A exemplo dos repórteres que fazem cobertura de assuntos especializados, como política, economia e polícia, que acabam adotando em seus textos e comentários o linguajar dos tecnocratas desses setores, os colegas da mídia esportiva explicam o que acontece dentro do campo usando os termos dos técnicos de futebol. O que torna suas explicações claras para um número pequeno de leitores que entende de futebol. E deixam de lado a maioria que adora futebol, mas que não se interessa pelos detalhes técnicos. É necessário que a mídia esportiva encontre um meio-termo nessa questão, o que resultará no aumento do número de leitores, ouvintes e telespectadores. Esse problema do repórter esportivo vem à tona em situações como a Copa do Mundo, que acontece na Rússia, quando o futebol reúne a todos – os torcedores que entendem e os que só adoram o esporte.
Nas redações, costumamos dizer que os caras que escrevem sobre economia falam economês. Grosso modo, nós podemos afirmar que a mídia esportiva fala futebolês.

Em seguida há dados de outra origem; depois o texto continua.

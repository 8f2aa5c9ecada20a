//! Free-form pane partitioning
//!
//! This module provides the core data model for free-form screen-region
//! panels: a recursive partition tree that subdivides one rectangular
//! region into arbitrarily nested panes, attaches at most one content
//! item per leaf, and collapses subdivisions back into their parent.
//!
//! # Architecture
//!
//! - **Arena-backed tree**: every pane lives in one ID-keyed map, with
//!   parent/child/sibling relationships stored as IDs
//! - **Transactional mutation**: every precondition is checked before
//!   anything changes, so failed calls are guaranteed no-ops
//! - **Proportional splits**: N-way splits with the unallocated
//!   remainder folded into the last child, weights always summing to 1.0
//! - **Idempotent debug overlay**: labels and palette backgrounds
//!   layered purely over the tree's query surface
//!
//! # Module Structure
//!
//! - `types` - Core type definitions (`PaneId`, `PaneIdAllocator`, `ContentId`, `SplitAxis`)
//! - `tree` - Arena records (`PaneRecord`, `PaneContent`)
//! - `model` - The partition tree itself (`PaneTree`)
//! - `proportions` - Pure weight/anchor allocation (`allocate`, `AnchorSpec`)
//! - `overlay` - Debug overlay (`DebugOverlay`, `OverlayOptions`)
//! - `error` - Error types (`SplitError`, `MergeError`, `AttachError`)
//!
//! # Example
//!
//! ```
//! use skypanel_core::alignment::{Alignment, Margins};
//! use skypanel_core::freeform::{ContentId, PaneTree, SplitAxis};
//!
//! let mut tree = PaneTree::new();
//! let root = tree.root();
//!
//! // Carve the region into a 30/70 pair of panes
//! let panes = tree.split(root, SplitAxis::Horizontal, &[0.3, 0.7]).unwrap();
//!
//! // Show a video feed in the wider pane
//! let feed = ContentId::new();
//! tree.attach_content(panes[1], feed, Alignment::Center, Margins::default())
//!     .unwrap();
//! assert_eq!(tree.find_pane_for_content(feed), Some(panes[1]));
//!
//! // Collapse the split; the feed's handle is discarded with it
//! tree.merge_children(root).unwrap();
//! assert_eq!(tree.find_pane_for_content(feed), None);
//! ```

mod error;
mod model;
mod overlay;
mod proportions;
mod tree;
mod types;

pub use error::{AttachError, MergeError, PaneNotFound, ProportionError, SplitError};
pub use model::{PaneSlot, PaneTree};
pub use overlay::{DebugLabel, DebugOverlay, OverlayOptions};
pub use proportions::{
    AnchorSpec, AnchorTarget, MIN_PROPORTIONS, SUM_TOLERANCE, SlotAllocation, allocate,
    folded_weights, validate,
};
pub use tree::{PaneContent, PaneRecord};
pub use types::{ContentId, PaneId, PaneIdAllocator, SplitAxis};
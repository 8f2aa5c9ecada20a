//! Error types for pane tree operations
//!
//! This module defines the error types returned by the structural
//! operations on the partition tree. Every error is local and
//! recoverable; a failed call never leaves a partial mutation behind.

use super::types::PaneId;

/// Errors that can occur when validating split proportions.
#[derive(Debug, Clone, Copy, PartialEq, thiserror::Error)]
pub enum ProportionError {
    /// Fewer than two proportions were supplied.
    #[error("need at least two proportions, got {0}")]
    TooFew(usize),

    /// The proportions sum beyond 1.0 plus tolerance.
    #[error("proportions sum to {0}, which exceeds 1.0")]
    SumExceeds1(f64),
}

/// Errors that can occur when splitting a pane.
#[derive(Debug, Clone, Copy, PartialEq, thiserror::Error)]
pub enum SplitError {
    /// The specified pane was not found.
    #[error("pane not found: {0}")]
    NotFound(PaneId),

    /// The pane is already split into children.
    #[error("pane is already split: {0}")]
    AlreadySplit(PaneId),

    /// The supplied proportions were rejected.
    #[error("invalid proportions: {0}")]
    InvalidProportions(#[from] ProportionError),
}

/// Errors that can occur when merging panes.
#[derive(Debug, Clone, Copy, PartialEq, Eq, thiserror::Error)]
pub enum MergeError {
    /// The specified pane was not found.
    #[error("pane not found: {0}")]
    NotFound(PaneId),

    /// The pane has no parent (it is the root).
    #[error("pane has no parent: {0}")]
    NoParent(PaneId),
}

/// Errors that can occur when attaching content to a pane.
#[derive(Debug, Clone, Copy, PartialEq, Eq, thiserror::Error)]
pub enum AttachError {
    /// The specified pane was not found.
    #[error("pane not found: {0}")]
    NotFound(PaneId),

    /// The pane is split and cannot hold content.
    #[error("pane is split and cannot hold content: {0}")]
    PaneIsSplit(PaneId),
}

/// Error returned by attribute setters when no live pane has the ID.
#[derive(Debug, Clone, Copy, PartialEq, Eq, thiserror::Error)]
#[error("pane not found: {0}")]
pub struct PaneNotFound(pub PaneId);

impl From<PaneNotFound> for SplitError {
    fn from(err: PaneNotFound) -> Self {
        Self::NotFound(err.0)
    }
}

impl From<PaneNotFound> for MergeError {
    fn from(err: PaneNotFound) -> Self {
        Self::NotFound(err.0)
    }
}

impl From<PaneNotFound> for AttachError {
    fn from(err: PaneNotFound) -> Self {
        Self::NotFound(err.0)
    }
}
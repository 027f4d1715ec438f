use std::collections::{BTreeMap, BTreeSet};
use std::fmt;
use std::sync::Arc;

use chrono::{DateTime, Datelike, Duration, TimeZone, Utc};
use reqwest::blocking::Client as HttpClient;
use reqwest::header::{HeaderMap, HeaderValue, USER_AGENT};
use url::Url;

use crate::date::{canonical_time, expand_date, expand_time, resolve_date};
use crate::diags::{warn_with_suggestions, DiagnosticSink, LogSink};
use crate::download::{coalesce_ranges, download_all, DataUrl};
use crate::error::{Error, Result};
use crate::index::{select_parts, user_to_index};
use crate::request::{expand_numeric, Request, RequestValue};
use crate::schema::{
    class_model, classification_rank, keyword_kind, known_values, KeywordKind, CLASSES,
    ENSEMBLE_STREAMS, INDEX_COMPONENTS, MONTHLY_STREAMS, POST_PROCESSING, URL_COMPONENTS,
};
use crate::sources::{is_http_url, known_sources, source_to_base_url};
use crate::url_builder::{
    extension_for_type, format_pattern, pattern_for_stream, patch_stream, user_to_url,
};

#[derive(Debug, Clone)]
pub struct ClientOptions {
    /// Registered source name, or a full `http(s)` base URL.
    pub source: String,
    pub model: String,
    pub resol: String,
    /// Access experimental data published under an extra path segment.
    pub beta: bool,
    /// Order downloaded messages by request order instead of file offset.
    pub preserve_request_order: bool,
    /// Infer the actual stream from run hour and product type.
    pub infer_stream_keyword: bool,
    pub verify_tls: bool,
}

impl Default for ClientOptions {
    fn default() -> Self {
        Self {
            source: "ecmwf".to_string(),
            model: "ifs".to_string(),
            resol: "0p25".to_string(),
            beta: false,
            preserve_request_order: false,
            infer_stream_keyword: true,
            verify_tls: true,
        }
    }
}

/// Outcome of resolving (and possibly downloading) one request.
#[derive(Debug, Clone)]
pub struct Retrieval {
    pub urls: Vec<DataUrl>,
    pub target: String,
    /// Distinct forecast datetimes covered by the request, ascending.
    pub datetimes: Vec<DateTime<Utc>>,
    pub for_urls: BTreeMap<String, Vec<String>>,
    pub for_index: BTreeMap<String, Vec<String>>,
    pub size_bytes: u64,
}

impl Retrieval {
    /// Earliest forecast datetime covered by the request.
    pub fn datetime(&self) -> Option<DateTime<Utc>> {
        self.datetimes.first().copied()
    }
}

#[derive(Clone)]
pub struct Client {
    opts: ClientOptions,
    base_url: String,
    http: HttpClient,
    sink: Arc<dyn DiagnosticSink>,
}

// the sink is a trait object, so Debug cannot be derived
impl fmt::Debug for Client {
    fn fmt(&self, f: &mut fmt::Formatter<'_>) -> fmt::Result {
        f.debug_struct("Client")
            .field("opts", &self.opts)
            .field("base_url", &self.base_url)
            .finish_non_exhaustive()
    }
}
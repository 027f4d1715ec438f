use std::collections::BTreeMap;

use thiserror::Error;

pub type Result<T> = std::result::Result<T, Error>;

#[derive(Debug, Error)]
pub enum Error {
    #[error("unknown source {name:?}, known sources are {known:?}")]
    UnknownSource { name: String, known: Vec<String> },

    #[error("invalid date: {0}")]
    InvalidDate(String),

    #[error("invalid time: {0}")]
    InvalidTime(String),

    #[error("invalid range: {0}")]
    InvalidRange(String),

    #[error("invalid request: {0}")]
    InvalidRequest(String),

    #[error("http error: {0}")]
    Http(#[from] reqwest::Error),

    #[error("io error: {0}")]
    Io(#[from] std::io::Error),

    #[error("json error: {0}")]
    Json(#[from] serde_json::Error),

    #[error("url parse error: {0}")]
    Url(#[from] url::ParseError),

    #[error("no candidate urls for request {0:?}")]
    NoCandidateUrls(BTreeMap<String, Vec<String>>),

    #[error("no index entries matching {0:?}")]
    NoMatchingData(BTreeMap<String, Vec<String>>),

    #[error("cannot establish latest date for {0:?}")]
    LatestDateUnresolved(BTreeMap<String, Vec<String>>),
}
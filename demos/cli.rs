use std::env;

use forecast_opendata::{Client, ClientOptions, Request};

fn main() {
    env_logger::init();

    let args: Vec<String> = env::args().collect();
    if args.len() == 1 {
        eprintln!(
            "Usage:\n  cargo run --example cli -- retrieve <target>\n  cargo run --example cli -- download <target>\n  cargo run --example cli -- latest\n\nExample (HRES, latest, msl, +240h):\n  cargo run --example cli -- retrieve data.grib2\n\nNotes:\n- This will contact the ECMWF open data service (default source=ecmwf).\n- Downloading implies CC BY 4.0 attribution requirements (see the ECMWF open data license).\n- Set RUST_LOG=warn to see request diagnostics."
        );
        return;
    }

    match args.get(1).map(|s| s.as_str()) {
        Some("retrieve") => {
            let target = args
                .get(2)
                .cloned()
                .unwrap_or_else(|| "data.grib2".to_string());

            let opts = ClientOptions {
                source: "ecmwf".to_string(),
                model: "ifs".to_string(),
                resol: "0p25".to_string(),
                ..ClientOptions::default()
            };
            let client = Client::new(opts).expect("create client");

            let request = Request::new()
                .r#type("fc")
                .step(240)
                .param("msl")
                .target(&target);

            match client.retrieve_request(&request) {
                Ok(result) => {
                    println!(
                        "Downloaded {bytes} bytes to {target}",
                        bytes = result.size_bytes
                    );
                    if let Some(datetime) = result.datetime() {
                        println!("Forecast datetime: {datetime}");
                    }
                }
                Err(e) => {
                    eprintln!("retrieve failed: {e}");
                    eprintln!("Tip: try setting an explicit date/time in code, or use a replicated source (aws/google/azure) if the main portal is busy.");
                    std::process::exit(1);
                }
            }
        }

        Some("download") => {
            let target = args
                .get(2)
                .cloned()
                .unwrap_or_else(|| "data.grib2".to_string());

            let client = Client::new(ClientOptions::default()).expect("create client");
            let request = Request::new().r#type("fc").step(240).target(&target);

            match client.download_request(&request) {
                Ok(result) => {
                    println!(
                        "Downloaded {bytes} bytes to {target}",
                        bytes = result.size_bytes
                    );
                    if let Some(datetime) = result.datetime() {
                        println!("Forecast datetime: {datetime}");
                    }
                }
                Err(e) => {
                    eprintln!("download failed: {e}");
                    eprintln!("Tip: try setting an explicit date/time in code, or use a replicated source (aws/google/azure) if the main portal is busy.");
                    std::process::exit(1);
                }
            }
        }

        Some("latest") => {
            let client = Client::new(ClientOptions::default()).expect("create client");
            let request = Request::new().r#type("fc").step(240).param("msl");

            match client.latest(&request) {
                Ok(date) => println!("Latest run: {date}"),
                Err(e) => {
                    eprintln!("latest failed: {e}");
                    std::process::exit(1);
                }
            }
        }

        _ => {
            eprintln!("Unknown command. Use: retrieve|download|latest");
            std::process::exit(2);
        }
    }
}
#![forbid(unsafe_code)]

//! Rust client for the ECMWF open data forecasts.
//!
//! You express a MARS-like request (keyword/value pairs), URLs are derived
//! from that request, and downloads either fetch whole files or use each
//! file's `.index` sidecar to fetch only the matching fields via HTTP range
//! requests.
//!
//! **Quick start**
//! ```no_run
//! use forecast_opendata::{Client, ClientOptions, Request};
//!
//! let opts = ClientOptions {
//!     source: "ecmwf".to_string(),
//!     model: "ifs".to_string(),
//!     resol: "0p25".to_string(),
//!     ..ClientOptions::default()
//! };
//! let client = Client::new(opts)?;
//!
//! // Builder style
//! let request = Request::new().r#type("fc").param("msl").step(240);
//! let result = client.retrieve(&request, "data.grib2")?;
//! println!("{} bytes", result.size_bytes);
//! # Ok::<(), forecast_opendata::Error>(())
//! ```
//!
//! **Pairs (kwargs-like) style**
//! ```no_run
//! use forecast_opendata::{Client, RequestValue};
//!
//! let client = Client::default_client()?;
//! let result = client.retrieve_pairs([
//!     ("type", RequestValue::from("fc")),
//!     ("param", RequestValue::from("msl")),
//!     ("step", 240.into()),
//!     ("target", "data.grib2".into()),
//! ])?;
//! println!("{:?}", result.datetime());
//! # Ok::<(), forecast_opendata::Error>(())
//! ```
//!
//! Requests without a `date` resolve against the most recent run for which
//! all files are published:
//! ```no_run
//! use forecast_opendata::{Client, Request};
//!
//! let client = Client::default_client()?;
//! let date = client.latest(&Request::new().step(24).param("2t"))?;
//! println!("latest cycle: {date}");
//! # Ok::<(), forecast_opendata::Error>(())
//! ```
//!
//! Notes:
//! - Downloads are governed by the ECMWF open data terms (e.g. attribution
//!   requirements).
//! - Base URLs can be remapped per source name through `~/.forecast-opendata`
//!   or the `FORECAST_OPENDATA_URLS` environment variable, both JSON objects.
//! - Request problems that do not prevent resolution (unknown keywords,
//!   values with no index entries) are reported as warnings through the
//!   `log` facade; plug in a [`DiagnosticSink`] to capture them instead.

mod client;
mod date;
mod diags;
mod download;
mod error;
mod index;
mod request;
mod schema;
mod sources;
mod url_builder;

pub use crate::client::{Client, ClientOptions, Retrieval};
pub use crate::diags::{DiagnosticSink, LogSink};
pub use crate::download::{ByteRange, DataUrl};
pub use crate::error::{Error, Result};
pub use crate::request::{Request, RequestValue};
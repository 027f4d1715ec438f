//! Named base-URL registry.
//!
//! Built-in entries carry the same values as the upstream data mirrors. They
//! can be overridden by a JSON object in `~/.forecast-opendata` and by the
//! `FORECAST_OPENDATA_URLS` environment variable, read once per process.

use std::collections::BTreeMap;
use std::env;
use std::fs;

use once_cell::sync::Lazy;

pub(crate) const SOURCES_ENV: &str = "FORECAST_OPENDATA_URLS";

const DOT_FILE: &str = ".forecast-opendata";

static SOURCES: Lazy<BTreeMap<String, String>> = Lazy::new(|| {
    let dot = dirs::home_dir()
        .map(|home| home.join(DOT_FILE))
        .and_then(|path| fs::read_to_string(path).ok());
    merged_sources(dot.as_deref(), env::var(SOURCES_ENV).ok().as_deref())
});

fn builtin_sources() -> BTreeMap<String, String> {
    [
        ("ecmwf", "https://data.ecmwf.int/forecasts"),
        ("azure", "https://ai4edataeuwest.blob.core.windows.net/ecmwf"),
        ("aws", "https://ecmwf-forecasts.s3.eu-central-1.amazonaws.com"),
        ("google", "https://storage.googleapis.com/ecmwf-open-data"),
        ("ecmwf-esuites", "https://xdiss.ecmwf.int/ecpds/home/opendata"),
    ]
    .into_iter()
    .map(|(name, url)| (name.to_string(), url.to_string()))
    .collect()
}

fn merged_sources(dot_file: Option<&str>, env_json: Option<&str>) -> BTreeMap<String, String> {
    let mut urls = builtin_sources();
    for (text, origin) in [(dot_file, DOT_FILE), (env_json, SOURCES_ENV)] {
        let Some(text) = text else { continue };
        match serde_json::from_str::<BTreeMap<String, String>>(text) {
            Ok(overrides) => urls.extend(overrides),
            Err(err) => log::warn!("ignoring malformed source overrides from {origin}: {err}"),
        }
    }
    urls
}

/// Base URL registered under `source`, if any.
///
/// If `source` is already an `http(s)` URL, callers use it as-is instead.
pub(crate) fn source_to_base_url(source: &str) -> Option<&'static str> {
    SOURCES.get(source).map(String::as_str)
}

pub(crate) fn known_sources() -> Vec<&'static str> {
    SOURCES.keys().map(String::as_str).collect()
}

pub(crate) fn is_http_url(s: &str) -> bool {
    s.starts_with("http://") || s.starts_with("https://")
}
//! Whole-file and ranged downloads over the shared blocking session.

use std::fs::File;

use reqwest::blocking::Client as HttpClient;
use reqwest::header::RANGE;

use crate::error::Result;

/// Byte extent of one stored message.
#[derive(Debug, Clone, Copy, PartialEq, Eq)]
pub struct ByteRange {
    pub offset: u64,
    pub length: u64,
}

impl ByteRange {
    // inclusive, as HTTP ranges are
    pub(crate) fn last_byte(&self) -> u64 {
        self.offset + self.length - 1
    }
}

/// One resolvable file: fetched whole, or as a list of byte ranges when the
/// index narrowed it down.
#[derive(Debug, Clone, PartialEq, Eq)]
pub struct DataUrl {
    pub url: String,
    pub parts: Option<Vec<ByteRange>>,
}

impl DataUrl {
    pub fn whole(url: impl Into<String>) -> Self {
        Self {
            url: url.into(),
            parts: None,
        }
    }

    pub fn with_parts(url: impl Into<String>, parts: Vec<ByteRange>) -> Self {
        Self {
            url: url.into(),
            parts: Some(parts),
        }
    }
}

/// Merge neighbouring contiguous ranges into single requests without
/// reordering the list. Zero-length ranges are dropped.
pub(crate) fn coalesce_ranges(ranges: Vec<ByteRange>) -> Vec<ByteRange> {
    let mut out: Vec<ByteRange> = Vec::with_capacity(ranges.len());
    for range in ranges {
        if range.length == 0 {
            continue;
        }
        if let Some(last) = out.last_mut() {
            if range.offset == last.offset + last.length {
                last.length += range.length;
                continue;
            }
        }
        out.push(range);
    }
    out
}

/// Download every entry into `target`, in order, returning total bytes.
pub(crate) fn download_all(http: &HttpClient, urls: &[DataUrl], target: &str) -> Result<u64> {
    let mut file = File::create(target)?;
    let mut total = 0u64;

    for data_url in urls {
        match &data_url.parts {
            None => {
                let mut resp = http.get(&data_url.url).send()?.error_for_status()?;
                total += resp.copy_to(&mut file)?;
            }
            Some(parts) => {
                for part in parts {
                    if part.length == 0 {
                        continue;
                    }
                    let range = format!("bytes={}-{}", part.offset, part.last_byte());
                    let mut resp = http
                        .get(&data_url.url)
                        .header(RANGE, range)
                        .send()?
                        .error_for_status()?;
                    total += resp.copy_to(&mut file)?;
                }
            }
        }
    }

    Ok(total)
}
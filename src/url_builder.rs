//! URL patterns and the user-value rewrite rules for file naming.

use std::collections::BTreeMap;

use crate::date::end_step;
use crate::error::{Error, Result};
use crate::schema::MONTHLY_STREAMS;

/// Hourly products, keyed by forecast step. Underscore fields are synthesized
/// during enumeration, the rest come straight from the classified request.
pub(crate) const HOURLY_PATTERN: &str = "{_url}/{_yyyymmdd}/{_H}z/{model}/{resol}/{_stream}/{_yyyymmddHHMMSS}-{step}h-{_stream}-{type}.{_extension}";

/// Monthly means, keyed by lead time in months.
pub(crate) const MONTHLY_PATTERN: &str = "{_url}/{_yyyymmdd}/{_H}z/{model}/{resol}/{_stream}/{_yyyymmddHHMMSS}-{fcmonth}m-{_stream}-{type}.{_extension}";

pub(crate) fn pattern_for_stream(stream: &str) -> &'static str {
    if MONTHLY_STREAMS.contains(&stream) {
        MONTHLY_PATTERN
    } else {
        HOURLY_PATTERN
    }
}

pub(crate) fn extension_for_type(typ: &str) -> &'static str {
    if typ == "tf" { "bufr" } else { "grib2" }
}

/// Rewrite one user value for URL construction.
///
/// `url_types` is the already-rewritten `type` list: probability products
/// are published in two fixed step buckets, so when `ep` is the only type
/// the step collapses to 240 or 360.
pub(crate) fn user_to_url(
    key: &str,
    value: &str,
    model: &str,
    url_types: &[String],
) -> Result<String> {
    if key == "step" && url_types == ["ep"] {
        let bucket = if end_step(value)? <= 240 { "240" } else { "360" };
        return Ok(bucket.to_string());
    }

    let mapped = match (key, value) {
        // aifs-ens publishes ensemble members under their own names
        ("type", "cf") | ("type", "pf") if model == "aifs-ens" => value,
        ("type", "cf") | ("type", "pf") => "ef",
        ("type", "em") | ("type", "es") => "ep",
        ("type", "fcmean") => "fc",
        ("stream", "mmsa") => "mmsf",
        _ => value,
    };
    Ok(mapped.to_string())
}

// 06 and 18 runs are published under the short-cutoff streams.
fn patch_stream_by_time<'a>(stream: &'a str, hour_2d: &str) -> &'a str {
    match (stream, hour_2d) {
        ("oper", "06") | ("oper", "18") => "scda",
        ("wave", "06") | ("wave", "18") => "scwv",
        _ => stream,
    }
}

// Ensemble products live in the ensemble streams whatever the user asked.
fn patch_stream_by_type<'a>(stream: &'a str, typ: &str) -> &'a str {
    match (stream, typ) {
        ("oper", "ef") | ("oper", "ep") | ("scda", "ef") | ("scda", "ep") => "enfo",
        ("wave", "ef") | ("wave", "ep") | ("scwv", "ef") | ("scwv", "ep") => "waef",
        _ => stream,
    }
}

/// Stream actually used in the file name, patched by run hour first and
/// product type second. Disabled for `aifs-single`, which keeps one stream.
pub(crate) fn patch_stream(
    infer_stream_keyword: bool,
    model: &str,
    stream: &str,
    hour_2d: &str,
    typ: &str,
) -> String {
    if !infer_stream_keyword || model == "aifs-single" {
        return stream.to_string();
    }
    let stream = patch_stream_by_time(stream, hour_2d);
    patch_stream_by_type(stream, typ).to_string()
}

/// Substitute every `{name}` in `pattern`; leftover placeholders mean the
/// request resolved to an incomplete set of components.
pub(crate) fn format_pattern(pattern: &str, args: &BTreeMap<String, String>) -> Result<String> {
    let mut url = pattern.to_string();
    for (key, value) in args {
        url = url.replace(&format!("{{{key}}}"), value);
    }
    if url.contains('{') {
        return Err(Error::InvalidRequest(format!(
            "unresolved url fields in {url}"
        )));
    }
    Ok(url)
}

E essa mania que nós, repórteres, temos de acabar recheando os nossos textos e comentários com os termos usados pelos tecnocratas de setores especializados, eu chamo de Síndrome de Estocolmo – um termo que explica o desenvolvimento de amor do sequestrado pelo sequestrador. Sou especializado na cobertura de conflitos sociais e crime organizado. E lembro que, quando comecei a trabalha em redação e trilhar o caminho da especialização, o uso dos termos técnicos era uma maneira de mostrar ao meu leitor que eu entendia do assunto. E também de dar um recado à fonte que não estava tratando com um bobo. Esse procedimento pode ser visto em reportagens que transformei em livros, como A saga do João Sem Terra e Brasiguaios: homens sem pátria. Há uns anos atrás, durante uma palestra, um jovem estudante de jornalismo despertou a minha atenção para o fato de que, ao usar o linguajar especializado sobre o assunto, estaria dificultando a vida do leitor que se interessava pela leitura, mas que não tinha o conhecimento dos detalhes técnicos da questão. Foi uma maneira educada de o jovem me lembrar que esse procedimento era contra o mandamento número um do jornalismo: escrever, falar e mostrar as coisas de maneira que todos entendam.
Comecei a trabalhar em redação em 1979 e sai no final de 2014. Portanto, essa é a primeira Copa do Mundo a que assisto do outro lado do balcão. E estou usando o tempo para conversar com as pessoas, principalmente aquelas que se tornam torcedores de futebol durante as copas e no resto do tempo acompanham o desempenho do seu time do coração de longe. Para a maioria dessas pessoas, é uma barra entender a maneira como relatam o que está acontecendo no jogo os repórteres e os comentaristas. Percebi uma coisa: ex-jogadores de futebol têm mais clareza para explicar o que se passa dentro do campo que os jornalistas. Falam de maneira mais simples, direta e com conhecimento de causa. Durante a cobertura de uma partida de futebol, tipo a do Brasil contra a Servia (vitória brasileira por dois a zero), a mídia esportiva opera em dois polos: em um linguajar especializado – analisando o sistema de jogo –, e o outro no bizarro, tratando o torcedor como um imbecil. Aqui quero refletir com os meus colegas repórteres velhos e com os novatos. A história nos deixou uma lição. Os dinossauros foram extintos porque não se adaptaram às mudanças do mundo. A crise que se instalou na imprensa ao redor do mundo, em particular na brasileira, com a fuga de leitores e anunciantes para as novas plataformas de comunicação, tem a ver muito com a falta de atualização dos conteúdos que publicamos com a realidade do nosso leitor, que muda todos os dias. Lembro que os grandes repórteres, comentaristas e locutores da mídia esportiva se tornaram ícones por falar uma linguagem simples, criativa e direta em suas matérias sobre o futebol. Jornalismo especializado não é símbolo de escrever para um público especifico. Muito pelo contrário. É explicar, de forma simples e direta, o que acontece, de maneira que todos entendam. E assim desde que o mundo é mundo.